In North America alone, there are thousands of mushroom species, some of which are edible and used in cooking and traditional medicine. However, it is important to note that many mushrooms have psychedelic properties or are highly toxic and should be avoided at all costs. If your dog were to come across a poisonous mushroom in your yard and eat it, it is crucial to understand the potential consequences and know how to respond.
Dangers of Wild Mushrooms
It is crucial to keep your dog away from wild mushrooms, as they can potentially be deadly. However, we understand that preventing this is easier said than done. Dogs are naturally curious and may get themselves into dangerous situations, such as mouthing or eating unknown mushrooms. Identifying mushroom species is difficult and should be left to an expert. If your dog consumes a mushroom, it is a potentially life-threatening situation and should be treated as an emergency. The toxic effects from consuming poisonous mushrooms are as diverse as mushrooms themselves. The severity of the clinical signs of mushroom poisoning can range from mild to severe, depending on the type and amount ingested. Toxic mushrooms not only cause significant health issues but can also lead to death.

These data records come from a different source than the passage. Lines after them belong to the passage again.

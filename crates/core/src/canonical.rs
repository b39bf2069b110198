//! Canonical JSON serialization and content hashing.
//!
//! `canonicalize` is the single routine through which every hashable entity
//! is turned into bytes. The output is compact JSON with:
//!
//! - object keys sorted by byte order, at every depth
//! - no insignificant whitespace
//! - integers written verbatim
//! - non-integer numbers re-rendered through the canonical decimal form
//!
//! `hash` is the lowercase hex SHA-256 of those bytes. Both are pure and hold
//! no shared state, so they are safe to call from any thread.

use std::io::Write;

use serde::Serialize;
use serde_json::{Number, Value};
use sha2::{Digest, Sha256};

use crate::numeric::{canonical_string, parse_decimal};

/// Errors raised while canonicalizing a value.
#[derive(Debug, thiserror::Error)]
pub enum CanonicalError {
    #[error("value is not representable as JSON: {0}")]
    Serialize(#[from] serde_json::Error),

    #[error("number '{0}' has no exact decimal representation")]
    UnrepresentableNumber(String),
}

/// Serialize `value` into canonical JSON bytes.
pub fn canonicalize<T: Serialize + ?Sized>(value: &T) -> Result<Vec<u8>, CanonicalError> {
    let tree = serde_json::to_value(value)?;
    let mut out = Vec::with_capacity(256);
    write_value(&tree, &mut out)?;
    Ok(out)
}

/// Canonical JSON as a `String`.
pub fn canonical_json<T: Serialize + ?Sized>(value: &T) -> Result<String, CanonicalError> {
    let bytes = canonicalize(value)?;
    // write_value only emits UTF-8 (serde_json string escapes + ASCII tokens)
    Ok(String::from_utf8_lossy(&bytes).into_owned())
}

/// Hex-encoded SHA-256 over the canonical bytes of `value`.
pub fn hash<T: Serialize + ?Sized>(value: &T) -> Result<String, CanonicalError> {
    Ok(sha256_hex(&canonicalize(value)?))
}

/// Hex-encoded SHA-256 of raw bytes.
pub fn sha256_hex(bytes: &[u8]) -> String {
    format!("{:x}", Sha256::digest(bytes))
}

/// Hash a collection without regard to its order.
///
/// Each element is canonicalized, the encodings are sorted, and the hash is
/// taken over the resulting canonical JSON array.
pub fn hash_unordered<T: Serialize>(items: &[T]) -> Result<String, CanonicalError> {
    let mut encoded = items
        .iter()
        .map(canonicalize)
        .collect::<Result<Vec<_>, _>>()?;
    encoded.sort();

    let mut out = Vec::with_capacity(encoded.iter().map(|e| e.len() + 1).sum::<usize>() + 2);
    out.push(b'[');
    for (i, item) in encoded.iter().enumerate() {
        if i > 0 {
            out.push(b',');
        }
        out.extend_from_slice(item);
    }
    out.push(b']');
    Ok(sha256_hex(&out))
}

/// Return the items ordered by their canonical encoding.
///
/// Used wherever a list must be consumed in an order that does not depend on
/// how the caller happened to assemble it.
pub fn sorted_by_canonical<T: Serialize>(items: &[T]) -> Result<Vec<&T>, CanonicalError> {
    let mut keyed = items
        .iter()
        .map(|item| canonicalize(item).map(|bytes| (bytes, item)))
        .collect::<Result<Vec<_>, _>>()?;
    keyed.sort_by(|a, b| a.0.cmp(&b.0));
    Ok(keyed.into_iter().map(|(_, item)| item).collect())
}

/// Pair each item with its index and order the pairs by canonical encoding.
///
/// Items with identical encodings keep their relative order.
pub fn indexed_by_canonical<T: Serialize>(
    items: &[T],
) -> Result<Vec<(usize, &T)>, CanonicalError> {
    let mut keyed = items
        .iter()
        .enumerate()
        .map(|(index, item)| canonicalize(item).map(|bytes| (bytes, index, item)))
        .collect::<Result<Vec<_>, _>>()?;
    keyed.sort_by(|a, b| a.0.cmp(&b.0).then(a.1.cmp(&b.1)));
    Ok(keyed
        .into_iter()
        .map(|(_, index, item)| (index, item))
        .collect())
}

fn write_value(value: &Value, out: &mut Vec<u8>) -> Result<(), CanonicalError> {
    match value {
        Value::Null => out.extend_from_slice(b"null"),
        Value::Bool(true) => out.extend_from_slice(b"true"),
        Value::Bool(false) => out.extend_from_slice(b"false"),
        Value::Number(n) => write_number(n, out)?,
        Value::String(s) => serde_json::to_writer(&mut *out, s)?,
        Value::Array(items) => {
            out.push(b'[');
            for (i, item) in items.iter().enumerate() {
                if i > 0 {
                    out.push(b',');
                }
                write_value(item, out)?;
            }
            out.push(b']');
        }
        Value::Object(map) => {
            let mut entries: Vec<(&String, &Value)> = map.iter().collect();
            entries.sort_by(|a, b| a.0.as_bytes().cmp(b.0.as_bytes()));
            out.push(b'{');
            for (i, (key, item)) in entries.into_iter().enumerate() {
                if i > 0 {
                    out.push(b',');
                }
                serde_json::to_writer(&mut *out, key)?;
                out.push(b':');
                write_value(item, out)?;
            }
            out.push(b'}');
        }
    }
    Ok(())
}

fn write_number(n: &Number, out: &mut Vec<u8>) -> Result<(), CanonicalError> {
    if let Some(i) = n.as_i64() {
        let _ = write!(out, "{}", i);
        return Ok(());
    }
    if let Some(u) = n.as_u64() {
        let _ = write!(out, "{}", u);
        return Ok(());
    }
    let text = n.to_string();
    let decimal =
        parse_decimal(&text).ok_or_else(|| CanonicalError::UnrepresentableNumber(text.clone()))?;
    out.extend_from_slice(canonical_string(decimal).as_bytes());
    Ok(())
}

#[cfg(test)]
mod tests {
    use super::*;
    use serde_json::json;
    use std::collections::HashMap;

    #[test]
    fn keys_are_sorted_at_every_depth() {
        let v = json!({"b": 1, "a": {"z": true, "m": null}});
        assert_eq!(
            canonical_json(&v).unwrap(),
            r#"{"a":{"m":null,"z":true},"b":1}"#
        );
    }

    #[test]
    fn map_insertion_order_does_not_matter() {
        let mut first = HashMap::new();
        first.insert("fuel", "ng");
        first.insert("electricity", "grid");
        first.insert("process", "clinker");

        let mut second = HashMap::new();
        second.insert("process", "clinker");
        second.insert("fuel", "ng");
        second.insert("electricity", "grid");

        assert_eq!(hash(&first).unwrap(), hash(&second).unwrap());
    }

    #[test]
    fn float_numbers_use_decimal_form() {
        let v = json!({"x": 0.5, "y": 2.50, "z": 10});
        assert_eq!(canonical_json(&v).unwrap(), r#"{"x":0.5,"y":2.5,"z":10}"#);
    }

    #[test]
    fn strings_are_escaped() {
        let v = json!({"note": "a \"quoted\" line\n"});
        assert_eq!(
            canonical_json(&v).unwrap(),
            r#"{"note":"a \"quoted\" line\n"}"#
        );
    }

    #[test]
    fn hash_is_idempotent_and_sensitive() {
        let a = json!({"total": "100"});
        let b = json!({"total": "100.1"});
        assert_eq!(hash(&a).unwrap(), hash(&a).unwrap());
        assert_ne!(hash(&a).unwrap(), hash(&b).unwrap());
        assert_eq!(hash(&a).unwrap().len(), 64);
    }

    #[test]
    fn unordered_hash_ignores_list_order() {
        let a = vec![json!({"k": 1}), json!({"k": 2})];
        let b = vec![json!({"k": 2}), json!({"k": 1})];
        assert_eq!(hash_unordered(&a).unwrap(), hash_unordered(&b).unwrap());
        assert_ne!(hash(&a).unwrap(), hash(&b).unwrap());
    }

    #[test]
    fn sorted_by_canonical_is_stable_across_input_order() {
        let a = vec!["b", "c", "a"];
        let b = vec!["c", "a", "b"];
        assert_eq!(
            sorted_by_canonical(&a).unwrap(),
            sorted_by_canonical(&b).unwrap()
        );
    }

    #[test]
    fn indexed_order_depends_only_on_content() {
        let rows = vec![json!({"q": "5"}), json!({"q": "0"}), json!({"q": "5"})];
        let order: Vec<usize> = indexed_by_canonical(&rows)
            .unwrap()
            .into_iter()
            .map(|(i, _)| i)
            .collect();
        assert_eq!(order, vec![1, 0, 2]);
    }
}
//! Declarative compliance rule sets.

use mrv_core::{Regime, Requirement, RuleSetRef};
use serde::{Deserialize, Serialize};

use crate::error::RuleSetError;

/// Check applied to every item a rule's path resolves to.
#[derive(Debug, Clone, Copy, PartialEq, Eq, Serialize, Deserialize)]
#[serde(rename_all = "snake_case")]
pub enum PredicateKind {
    /// Present and not null.
    Present,
    /// Present with content.
    NonEmpty,
    /// A decimal greater than zero.
    Positive,
    /// Absent, null, or without content.
    Empty,
    /// Equal to one of the rule's `values`.
    OneOf,
    /// The container can be seen but not checked here: present ⇒ warn.
    Opaque,
}

/// One declarative rule.
#[derive(Debug, Clone, PartialEq, Serialize, Deserialize)]
#[serde(deny_unknown_fields)]
pub struct Rule {
    pub rule_id: String,
    pub reg_reference: String,
    pub requirement: Requirement,
    pub path: String,
    pub predicate: PredicateKind,
    /// Allowed values for `one_of`.
    #[serde(default)]
    pub values: Vec<serde_json::Value>,
    /// The rule applies only when this path holds content.
    #[serde(default)]
    pub when: Option<String>,
    /// Shown when the rule is not satisfied.
    pub message: String,
    #[serde(default)]
    pub pass_message: Option<String>,
    #[serde(default)]
    pub remediation: String,
    #[serde(default)]
    pub evidence_requirements: Vec<String>,
}

/// A versioned set of rules for one regime.
#[derive(Debug, Clone, PartialEq, Serialize, Deserialize)]
#[serde(deny_unknown_fields)]
pub struct RuleSet {
    pub id: String,
    pub regime: Regime,
    pub version: String,
    #[serde(default)]
    pub rules: Vec<Rule>,
}

const ETS_RULES: &str = include_str!("../../rules/ets.toml");
const CBAM_RULES: &str = include_str!("../../rules/cbam.toml");

impl RuleSet {
    pub fn from_toml_str(text: &str) -> Result<Self, RuleSetError> {
        let set: RuleSet = toml::from_str(text)?;
        set.validate()?;
        Ok(set)
    }

    /// The built-in ETS (MRR/AVR) and CBAM rule sets.
    pub fn builtin() -> Result<Vec<RuleSet>, RuleSetError> {
        Ok(vec![
            RuleSet::from_toml_str(ETS_RULES)?,
            RuleSet::from_toml_str(CBAM_RULES)?,
        ])
    }

    /// Identity recorded in the InputBundle: the content hash covers every
    /// rule, so an edited rule set is a different input.
    pub fn reference(&self) -> Result<RuleSetRef, RuleSetError> {
        Ok(RuleSetRef {
            id: self.id.clone(),
            regime: self.regime,
            version: self.version.clone(),
            sha256: mrv_core::hash(self)?,
        })
    }

    fn validate(&self) -> Result<(), RuleSetError> {
        let mut seen = std::collections::BTreeSet::new();
        for rule in &self.rules {
            let invalid = |message: &str| RuleSetError::InvalidRule {
                rule_id: rule.rule_id.clone(),
                message: message.to_string(),
            };
            if rule.rule_id.trim().is_empty() {
                return Err(invalid("rule_id must not be empty"));
            }
            if !seen.insert(rule.rule_id.as_str()) {
                return Err(invalid("duplicate rule_id"));
            }
            if rule.path.trim().is_empty() {
                return Err(invalid("path must not be empty"));
            }
            if rule.predicate == PredicateKind::OneOf && rule.values.is_empty() {
                return Err(invalid("one_of requires at least one value"));
            }
            if rule.requirement == Requirement::Conditional && rule.when.is_none() {
                return Err(invalid("conditional rules require a 'when' path"));
            }
        }
        Ok(())
    }
}

#[cfg(test)]
mod tests {
    use super::*;

    #[test]
    fn builtin_sets_parse() {
        let sets = RuleSet::builtin().unwrap();
        assert_eq!(sets.len(), 2);
        assert_eq!(sets[0].regime, Regime::Ets);
        assert_eq!(sets[1].regime, Regime::Cbam);
        assert!(sets.iter().all(|s| !s.rules.is_empty()));
    }

    #[test]
    fn reference_changes_with_rule_content() {
        let a = RuleSet::from_toml_str(ETS_RULES).unwrap();
        let mut b = a.clone();
        b.rules[0].requirement = Requirement::Should;
        assert_ne!(a.reference().unwrap().sha256, b.reference().unwrap().sha256);
        assert_eq!(a.reference().unwrap(), a.reference().unwrap());
    }

    #[test]
    fn conditional_without_when_is_rejected() {
        let err = RuleSet::from_toml_str(
            r#"
            id = "custom"
            regime = "ets"
            version = "1"

            [[rules]]
            rule_id = "X"
            reg_reference = "2018/2066"
            requirement = "conditional"
            path = "input.methodology"
            predicate = "present"
            message = "methodology missing"
            "#,
        )
        .unwrap_err();
        assert_eq!(
            err.to_string(),
            "rule 'X': conditional rules require a 'when' path"
        );
    }

    #[test]
    fn one_of_requires_values() {
        let err = RuleSet::from_toml_str(
            r#"
            id = "custom"
            regime = "cbam"
            version = "1"

            [[rules]]
            rule_id = "Y"
            reg_reference = "2023/1773"
            requirement = "should"
            path = "input.config.electricity_method"
            predicate = "one_of"
            message = "unexpected method"
            "#,
        )
        .unwrap_err();
        assert!(matches!(err, RuleSetError::InvalidRule { .. }));
    }
}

Symptoms of Mushroom Poisoning
Clinical signs of poisoning depend on the species of mushroom and amount consumed. Several organ systems can be affected after eating wild mushrooms. Below are some organ systems that can be affected and their clinical signs of toxicity.
- Gastrointestinal: Vomiting and diarrhea
- Central nervous system: Ataxia, tremors, seizures, visual disturbances, aggression, disorientation
- Liver: Vomiting, black-tarry stools, increased liver enzyme blood tests, liver failure
- Kidney: Anorexia, vomiting, inappropriate thirst or urination, kidney failure
If you suspect that your dog has eaten wild mushrooms, you must seek medical attention immediately. Call your veterinarian and Pet Poison Helpline at (855) 764-7661 for life-saving advice. Transport your dog to the veterinary clinic for treatment. This may include inducing vomiting and administering activated charcoal to bind the toxins. Specific treatment will depend on the symptoms your dog is experiencing. Some toxins can take effect within 15 to 30 minutes after ingestion, while others may not show signs for up to 24 hours. Do not wait for symptoms to show or attempt to self-identify the mushroom ingested. Treating all mushroom ingestion as an emergency will give your dog the best chance of recovery.